Product SiteDocumentation Site

4.5.2. Monitoring Resources for Failure

When Pacemaker first starts a resource, it runs one-time monitor operations (referred to as probes) to ensure the resource is running where it’s supposed to be, and not running where it’s not supposed to be. (This behavior can be affected by the resource-discovery location constraint property.)
Other than those initial probes, Pacemaker will not (by default) check that the resource continues to stay healthy. [10] You must configure monitor operations explicitly to perform these checks.

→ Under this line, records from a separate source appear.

//! HTTP request DTOs.

use rust_decimal::Decimal;
use serde::{Deserialize, Serialize};

use crate::domain::orders::aggregate::{CreateOrderCommand, OrderItemInput};
use crate::domain::orders::value_objects::OrderStatus;
use crate::domain::shared::{CustomerId, Money, ProductId};

/// A single line item in a create request.
#[derive(Debug, Clone, Serialize, Deserialize)]
pub struct OrderItemRequest {
    /// Product being purchased.
    pub product_id: String,
    /// Number of units.
    pub quantity: u32,
    /// Price per unit.
    pub unit_price: Decimal,
}

/// Request to create an order.
#[derive(Debug, Clone, Serialize, Deserialize)]
pub struct CreateOrderRequest {
    /// Customer placing the order.
    pub customer_id: String,
    /// Line items.
    pub items: Vec<OrderItemRequest>,
    /// Shipping address.
    pub shipping_address: String,
    /// Billing address; defaults to the shipping address when omitted.
    pub billing_address: Option<String>,
}

impl From<CreateOrderRequest> for CreateOrderCommand {
    fn from(req: CreateOrderRequest) -> Self {
        Self {
            customer_id: CustomerId::new(req.customer_id),
            items: req
                .items
                .into_iter()
                .map(|item| OrderItemInput {
                    product_id: ProductId::new(item.product_id),
                    quantity: item.quantity,
                    unit_price: Money::new(item.unit_price),
                })
                .collect(),
            shipping_address: req.shipping_address,
            billing_address: req.billing_address,
        }
    }
}

/// Request to update an order's status.
#[derive(Debug, Clone, Serialize, Deserialize)]
pub struct UpdateOrderStatusRequest {
    /// The new status.
    pub status: OrderStatus,
}

/// Query parameters for listing orders.
#[derive(Debug, Clone, Serialize, Deserialize)]
pub struct ListOrdersParams {
    /// Number of orders to skip.
    #[serde(default)]
    pub skip: usize,
    /// Maximum number of orders to return, must be in `1..=100`.
    #[serde(default = "default_limit")]
    pub limit: usize,
    /// Filter by customer ID.
    pub customer_id: Option<String>,
    /// Filter by order status.
    pub status: Option<OrderStatus>,
}

const fn default_limit() -> usize {
    100
}
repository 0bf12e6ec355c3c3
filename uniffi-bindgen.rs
fn main() {
    uniffi::uniffi_bindgen_main()
}
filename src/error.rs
//! Failures reported by the remote collaborators (bookmark store, data source, location).
//!
//! None of these are fatal: bookmark resolve fails open to "not bookmarked",
//! toggles roll back, and a missing location degrades distance sorting.

/// Error from a remote collaborator call.
#[derive(Debug, Clone, PartialEq, Eq, thiserror::Error)]
pub enum RemoteError {
    /// The collaborator answered but reported `success: false`.
    #[error("rejected: {0}")]
    Rejected(String),
    /// The call itself failed (connection, timeout, panicked task).
    #[error("transport: {0}")]
    Transport(String),
    /// The response could not be parsed.
    #[error("malformed response: {0}")]
    Malformed(String),
    /// The requested data cannot be produced (e.g. no location permission).
    #[error("unavailable: {0}")]
    Unavailable(String),
}
//! Fetch spots from a running backend and resolve their bookmark flags.
//!
//! Point `SPOT_API_URL` at the backend origin (defaults to http://localhost:3001).
//! Run with: cargo run --example live_bookmarks --features http

use std::sync::Arc;
use std::time::Instant;

use spot_finder::{ActorId, ApiConfig, BookmarkStore, SpotApiClient, SpotBrowser};

#[tokio::main]
async fn main() -> Result<(), Box<dyn std::error::Error>> {
    let config = ApiConfig::from_env();
    println!("Live Bookmarks Example");
    println!("======================");
    println!("API: {}\n", config.base_url);

    let client = Arc::new(SpotApiClient::new(&config)?);

    let start = Instant::now();
    let spots = client.fetch_spots().await?;
    let deals = client.fetch_active_deals().await?;
    println!(
        "Fetched {} spots and {} active deals in {:?}\n",
        spots.len(),
        deals.len(),
        start.elapsed()
    );

    let actor = match std::env::args().nth(1) {
        Some(id) => ActorId::new(id),
        None => ActorId::generate(),
    };
    let store = BookmarkStore::new(client, actor);
    let mut updates = store.subscribe();

    let mut browser = SpotBrowser::new(store);
    browser.set_spots(spots);
    browser.set_deals(deals);

    let start = Instant::now();
    browser.refresh_bookmarks().await;
    println!("Resolved bookmarks in {:?}", start.elapsed());

    let snapshot = updates.borrow_and_update().clone();
    let bookmarked = snapshot.flags.values().filter(|flag| **flag).count();
    println!(
        "Snapshot v{}: {} known flags, {} bookmarked\n",
        snapshot.version,
        snapshot.flags.len(),
        bookmarked
    );

    for spot in browser.visible_spots().iter().take(10) {
        println!(
            "  {} {} ({})",
            if browser.is_bookmarked(&spot.id) { "*" } else { " " },
            spot.name,
            spot.category.as_str()
        );
    }

    Ok(())
}
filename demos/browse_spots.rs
//! Walk through one browsing session against an in-memory bookmark store.
//!
//! Run with: cargo run --example browse_spots

use std::collections::HashMap;
use std::sync::{Arc, Mutex};

use async_trait::async_trait;
use spot_finder::{
    ActorId, BookmarkApi, BookmarkKind, BookmarkResponse, BookmarkStore, Category, Deal, GpsPoint,
    ImageCursor, LocationProvider, RemoteError, SortOption, Spot, SpotBrowser, SpotFilter,
};

/// Bookmark server that lives in a hash map.
#[derive(Default)]
struct InMemoryBookmarks {
    flags: Mutex<HashMap<String, bool>>,
}

#[async_trait]
impl BookmarkApi for InMemoryBookmarks {
    async fn resolve_bookmark(
        &self,
        _actor: &ActorId,
        target_id: &str,
        _kind: BookmarkKind,
    ) -> Result<BookmarkResponse, RemoteError> {
        let flags = self.flags.lock().map_err(|e| RemoteError::Unavailable(e.to_string()))?;
        Ok(BookmarkResponse::bookmarked(flags.get(target_id).copied().unwrap_or(false)))
    }

    async fn toggle_bookmark(
        &self,
        _actor: &ActorId,
        target_id: &str,
        _kind: BookmarkKind,
    ) -> Result<BookmarkResponse, RemoteError> {
        let mut flags = self.flags.lock().map_err(|e| RemoteError::Unavailable(e.to_string()))?;
        let flag = flags.entry(target_id.to_string()).or_insert(false);
        *flag = !*flag;
        Ok(BookmarkResponse::bookmarked(*flag))
    }
}

/// Device parked in front of Deoksugung.
struct StaticLocation(GpsPoint);

#[async_trait]
impl LocationProvider for StaticLocation {
    async fn current_location(&self) -> Result<GpsPoint, RemoteError> {
        Ok(self.0)
    }
}

fn sample_spots() -> Vec<Spot> {
    let mut spots = vec![
        Spot::new("s1", 37.5796, 126.9770, Category::Culture).with_rating(4.7, 1200),
        Spot::new("s2", 37.5665, 126.9780, Category::Cafe).with_rating(4.3, 85),
        Spot::new("s3", 37.5512, 126.9882, Category::Experience).with_rating(4.5, 300),
        Spot::new("s4", 37.5636, 126.9838, Category::Restaurant),
    ];
    spots[0].name = "Gyeongbokgung".to_string();
    spots[1].name = "Plaza Coffee".to_string();
    spots[2].name = "Namsan Pottery".to_string();
    spots[3].name = "Myeongdong Noodles".to_string();
    spots[1].images = vec!["front.jpg".to_string(), "latte.jpg".to_string()];
    spots
}

fn print_list(title: &str, browser: &SpotBrowser) {
    println!("{}:", title);
    for spot in browser.visible_spots() {
        let label = browser.distance_label(&spot);
        let star = if browser.is_bookmarked(&spot.id) { "*" } else { " " };
        let deal = browser
            .deal_for(&spot.id)
            .map(|d| format!(" [deal: {}]", d.title))
            .unwrap_or_default();
        println!(
            "  {} {:<20} {:>7} rating {:.1}{}",
            star,
            spot.name,
            label,
            spot.rating_or_zero(),
            deal
        );
    }
    println!();
}

#[tokio::main]
async fn main() -> Result<(), Box<dyn std::error::Error>> {
    println!("Spot Browsing Example\n");

    let remote = Arc::new(InMemoryBookmarks::default());
    let store = BookmarkStore::new(remote, ActorId::generate());
    println!("Browsing as actor {}\n", store.actor());

    let mut browser = SpotBrowser::new(store);
    browser.set_spots(sample_spots());
    browser.set_deals(vec![
        Deal::new("d1", "s4", true, "Free dumplings"),
        Deal::new("d2", "s2", false, "Expired latte deal"),
    ]);

    browser.refresh_bookmarks().await;
    print_list("Recommended (no location yet)", &browser);

    let location = browser
        .acquire_location(&StaticLocation(GpsPoint::new(37.5658, 126.9751)))
        .await;
    println!("Location: {:?}\n", location);

    browser.set_sort(SortOption::Distance);
    print_list("Nearest first", &browser);

    // Bookmark the cafe; the flag is visible before the remote answers
    let pending = browser.toggle_bookmark("s2");
    println!("Optimistic flag for s2: {}", browser.is_bookmarked("s2"));
    let confirmed = pending.await?;
    println!("Confirmed flag for s2: {}\n", confirmed);

    browser.set_filter(SpotFilter::category("카페"));
    browser.refresh_bookmarks().await;
    print_list("Cafes", &browser);

    browser.set_filter(SpotFilter::deals_only());
    browser.refresh_bookmarks().await;
    print_list("Deals only", &browser);

    match browser.receive_coupon("s4")? {
        Some(deal) => println!("Received coupon '{}'", deal.title),
        None => println!("No coupon for s4"),
    }
    if let Err(e) = browser.receive_coupon("s4") {
        println!("Second attempt: {}", e);
    }

    if let Some(cafe) = browser.spots().iter().find(|s| s.id == "s2") {
        let mut cursor = ImageCursor::for_spot(cafe);
        cursor.next();
        cursor.next();
        println!("\nImage after two swipes: {:?}", cursor.current(cafe));
    }

    Ok(())
}
/// Macro-state of the store.
#[derive(Debug, Clone, Copy, PartialEq, Eq, Default)]
pub enum StorePhase {
    /// Nothing resolved yet
    #[default]
    Idle,
    /// A batch resolve is in flight
    Resolving,
    /// The cache reflects the last completed batch resolve (plus toggles since)
    Resolved,
}

/// Observable state of the store.
#[derive(Debug, Clone, Default, PartialEq)]
pub struct BookmarkSnapshot {
    /// spot id -> bookmarked; absent means unknown
    pub flags: HashMap<String, bool>,
    pub phase: StorePhase,
    /// Incremented once per published change
    pub version: u64,
}

impl BookmarkSnapshot {
    pub fn is_bookmarked(&self, spot_id: &str) -> Option<bool> {
        self.flags.get(spot_id).copied()
    }

    pub fn is_loading(&self) -> bool {
        self.phase == StorePhase::Resolving
    }
}

/// Summary of one batch resolve.
#[derive(Debug, Clone, Copy, PartialEq, Eq)]
pub struct ResolveOutcome {
    /// Number of ids fetched
    pub requested: usize,
    /// Fetches that failed and were treated as "not bookmarked"
    pub failed: usize,
    /// False when a newer resolve started before this one finished
    pub published: bool,
}

#[derive(Debug, Default)]
struct Bookkeeping {
    resolve_generation: u64,
    /// Id set of the most recently started resolve
    visible: Option<HashSet<String>>,
    next_toggle: u64,
    /// spot id -> sequence number of its most recently issued, unsettled toggle
    latest_toggle: HashMap<String, u64>,
    /// Ids whose flag a toggle wrote since the current resolve started
    toggled_during_resolve: HashSet<String>,
}

struct StoreInner {
    api: Arc<dyn BookmarkApi>,
    actor: ActorId,
    kind: BookmarkKind,
    snapshot: watch::Sender<BookmarkSnapshot>,
    books: Mutex<Bookkeeping>,
}

/// Local bookmark cache synchronized with a remote [`BookmarkApi`].
///
/// Cloning is cheap; clones share the same cache.
#[derive(Clone)]
pub struct BookmarkStore {
    inner: Arc<StoreInner>,
}

impl fmt::Debug for BookmarkStore {
    fn fmt(&self, f: &mut fmt::Formatter<'_>) -> fmt::Result {
        f.debug_struct("BookmarkStore")
            .field("actor", &self.inner.actor)
            .field("kind", &self.inner.kind)
            .field("snapshot", &*self.inner.snapshot.borrow())
            .finish()
    }
}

Example 4.7. An OCF resource with a recurring health check

<primitive id="Public-IP" class="ocf" type="IPaddr" provider="heartbeat">
  <operations>
     <op id="Public-IP-start" name="start" timeout="60s"/>
     <op id="Public-IP-monitor" name="monitor" interval="60s"/>
  </operations>
  <instance_attributes id="params-public-ip">
     <nvpair id="public-ip-addr" name="ip" value="192.0.2.2"/>
  </instance_attributes>
</primitive>
By default, a monitor operation will ensure that the resource is running where it is supposed to. The target-role property can be used for further checking.
For example, if a resource has one monitor operation with interval=10 role=Started and a second monitor operation with interval=11 role=Stopped, the cluster will run the first monitor on any nodes it thinks should be running the resource, and the second monitor on any nodes that it thinks should not be running the resource (for the truly paranoid, who want to know when an administrator manually starts a service by mistake).

Note

Currently, monitors with role=Stopped are not implemented for clone resources.


[10] Currently, anyway. Automatic monitoring operations may be added in a future version of Pacemaker.